• How to complete this task
When a line of the entries contains the word "BitOr", report that line.

• Data supplied
= = =
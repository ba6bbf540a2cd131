//! Emitted-IR properties for functions, calls, and string constants.

mod common;

use common::{emit_ok, function_body};

#[test]
fn hello_world_emits_constant_gep_and_call() {
    let ir = emit_ok("fn main() { println(\"hello\") }");

    // Exactly one private constant with the content and a trailing NUL.
    let constants: Vec<&str> = ir
        .lines()
        .filter(|l| l.contains("private unnamed_addr constant"))
        .collect();
    assert_eq!(constants.len(), 1);
    assert!(constants[0].contains("[6 x i8] c\"hello\\00\""));

    // main is void with a single block ending in ret void.
    let body = function_body(&ir, "main");
    assert!(ir.contains("define void @main()"));
    assert!(body.contains("getelementptr inbounds [6 x i8], [6 x i8]* @str.0, i32 0, i32 0"));
    assert!(body.contains("call void @println(i8*"));
    assert!(body.trim_end().ends_with("ret void\n}"));

    assert!(ir.contains("declare void @println(i8*)"));
}

#[test]
fn parameters_spill_to_named_addr_slots() {
    let ir = emit_ok("fn add(a i32, b i32) i32 { return a + b }");
    let body = function_body(&ir, "add");
    assert!(ir.contains("define i32 @add(i32 %a, i32 %b)"));
    assert!(body.contains("%a.addr = alloca i32"));
    assert!(body.contains("store i32 %a, i32* %a.addr"));
    assert!(body.contains("%b.addr = alloca i32"));
    assert!(body.contains("store i32 %b, i32* %b.addr"));

    // The body loads both parameters, adds, and returns the sum.
    assert!(body.contains("load i32, i32* %a.addr"));
    assert!(body.contains("load i32, i32* %b.addr"));
    assert!(body.contains("= add i32"));
    assert!(body.contains("ret i32 %"));
}

#[test]
fn empty_function_is_one_block_ending_ret_void() {
    let ir = emit_ok("fn noop() { }");
    let body = function_body(&ir, "noop");
    assert_eq!(body.matches(':').count(), 1, "expected a single entry label");
    assert!(body.contains("entry:"));
    assert!(body.trim_end().ends_with("ret void\n}"));
}

#[test]
fn each_string_use_gets_its_own_gep() {
    let ir = emit_ok(
        "fn main() { println(\"a\")\nprintln(\"b\")\nprintln(\"a\") }",
    );
    // Three literals intern three globals (interning is per occurrence).
    let constants = ir
        .lines()
        .filter(|l| l.contains("private unnamed_addr constant"))
        .count();
    assert_eq!(constants, 3);
    let geps = ir.matches("getelementptr inbounds").count();
    assert_eq!(geps, 3);
}

#[test]
fn println_dispatch_covers_strings_ints_and_bools() {
    let ir = emit_ok(
        "fn main() {\n\
           println(\"s\")\n\
           println(42)\n\
           let b = true\n\
           println(b)\n\
         }",
    );
    assert!(ir.contains("call void @println(i8*"));
    assert!(ir.contains("call void @println_i32(i32 42)"));
    assert!(ir.contains("call void @println_bool(i1 %"));
    assert!(ir.contains("declare void @println(i8*)"));
    assert!(ir.contains("declare void @println_i32(i32)"));
    assert!(ir.contains("declare void @println_bool(i1)"));
}

#[test]
fn calls_between_functions_use_known_signatures() {
    let ir = emit_ok(
        "fn double(x i32) i32 { return x * 2 }\n\
         fn main() { println(double(21)) }",
    );
    assert!(ir.contains("call i32 @double(i32 21)"));
    // Known functions are defined, not declared.
    assert!(!ir.contains("declare i32 @double"));
}

#[test]
fn signed_semantics_are_the_integer_defaults() {
    let ir = emit_ok(
        "fn f(a i32, b i32) i32 { return a / b }\n\
         fn g(a i32, b i32) i32 { return a % b }\n\
         fn h(a i32) i32 { return a >> 1 }",
    );
    assert!(ir.contains("sdiv i32"));
    assert!(ir.contains("srem i32"));
    assert!(ir.contains("ashr i32"));
}

#[test]
fn float_arithmetic_uses_fp_opcodes() {
    let ir = emit_ok("fn f(a f64, b f64) f64 { return a + b }");
    assert!(ir.contains("define double @f(double %a, double %b)"));
    assert!(ir.contains("fadd double"));
}
//! Statement nodes and blocks.

use super::expr::Expr;
use super::types::TypeExpr;
use yar_base::{Span, Symbol};

/// Assignment operators recognized at the statement layer.
#[derive(Debug, Clone, Copy, PartialEq, Eq)]
pub enum AssignOp {
    Assign,
    Add,
    Sub,
    Mul,
    Div,
    Rem,
    BitAnd,
    BitOr,
    BitXor,
    Shl,
    Shr,
}

impl AssignOp {
    pub fn as_str(self) -> &'static str {
        match self {
            AssignOp::Assign => "=",
            AssignOp::Add => "+=",
            AssignOp::Sub => "-=",
            AssignOp::Mul => "*=",
            AssignOp::Div => "/=",
            AssignOp::Rem => "%=",
            AssignOp::BitAnd => "&=",
            AssignOp::BitOr => "|=",
            AssignOp::BitXor => "^=",
            AssignOp::Shl => "<<=",
            AssignOp::Shr => ">>=",
        }
    }

    /// The binary operator a compound assignment expands to, if any.
    pub fn binary_op(self) -> Option<super::expr::BinaryOp> {
        use super::expr::BinaryOp;
        let op = match self {
            AssignOp::Assign => return None,
            AssignOp::Add => BinaryOp::Add,
            AssignOp::Sub => BinaryOp::Sub,
            AssignOp::Mul => BinaryOp::Mul,
            AssignOp::Div => BinaryOp::Div,
            AssignOp::Rem => BinaryOp::Rem,
            AssignOp::BitAnd => BinaryOp::BitAnd,
            AssignOp::BitOr => BinaryOp::BitOr,
            AssignOp::BitXor => BinaryOp::BitXor,
            AssignOp::Shl => BinaryOp::Shl,
            AssignOp::Shr => BinaryOp::Shr,
        };
        Some(op)
    }
}

/// A brace-delimited sequence of statements.
#[derive(Debug, Clone)]
pub struct Block {
    pub stmts: Vec<Stmt>,
    pub span: Span,
}

/// A statement node.
#[derive(Debug, Clone)]
pub enum Stmt {
    /// `let mut? name (: Type)? = init` — the initializer is mandatory.
    Let {
        mutable: bool,
        name: Symbol,
        ty: Option<TypeExpr>,
        init: Expr,
        span: Span,
    },
    /// `name := init`. Binds immutably with the initializer's type.
    ShortDecl {
        name: Symbol,
        init: Expr,
        span: Span,
    },
    /// `target op value` where op is `=` or a compound form. The target is
    /// syntactically any expression; the checker rejects non-lvalues.
    Assign {
        target: Expr,
        op: AssignOp,
        value: Expr,
        span: Span,
    },
    Return {
        value: Option<Expr>,
        span: Span,
    },
    /// `if cond { ... } else ...` — an `else if` chain is a nested `If` in
    /// the else branch; a plain `else` is a `Stmt::BlockStmt`.
    If {
        cond: Expr,
        then_block: Block,
        else_branch: Option<Box<Stmt>>,
        span: Span,
    },
    While {
        cond: Expr,
        body: Block,
        span: Span,
    },
    /// C-style three-part form: `for init; cond; post { ... }`.
    For {
        init: Box<Stmt>,
        cond: Expr,
        post: Box<Stmt>,
        body: Block,
        span: Span,
    },
    /// Range/iterator form: `for x in expr` or `for i, x in expr`.
    ForIn {
        var: Symbol,
        second: Option<Symbol>,
        iter: Expr,
        body: Block,
        span: Span,
    },
    Break {
        span: Span,
    },
    Continue {
        span: Span,
    },
    /// `defer call(...)` — the wrapped expression must be a call.
    Defer {
        call: Expr,
        span: Span,
    },
    Unsafe {
        block: Block,
        span: Span,
    },
    BlockStmt {
        block: Block,
        span: Span,
    },
    ExprStmt {
        expr: Expr,
        span: Span,
    },
}

impl Stmt {
    pub fn span(&self) -> Span {
        match self {
            Stmt::Let { span, .. }
            | Stmt::ShortDecl { span, .. }
            | Stmt::Assign { span, .. }
            | Stmt::Return { span, .. }
            | Stmt::If { span, .. }
            | Stmt::While { span, .. }
            | Stmt::For { span, .. }
            | Stmt::ForIn { span, .. }
            | Stmt::Break { span }
            | Stmt::Continue { span }
            | Stmt::Defer { span, .. }
            | Stmt::Unsafe { span, .. }
            | Stmt::BlockStmt { span, .. }
            | Stmt::ExprStmt { span, .. } => *span,
        }
    }
}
= = =
• Reply
    BitOr,
            AssignOp::BitOr => "|=",
            AssignOp::BitOr => BinaryOp::BitOr,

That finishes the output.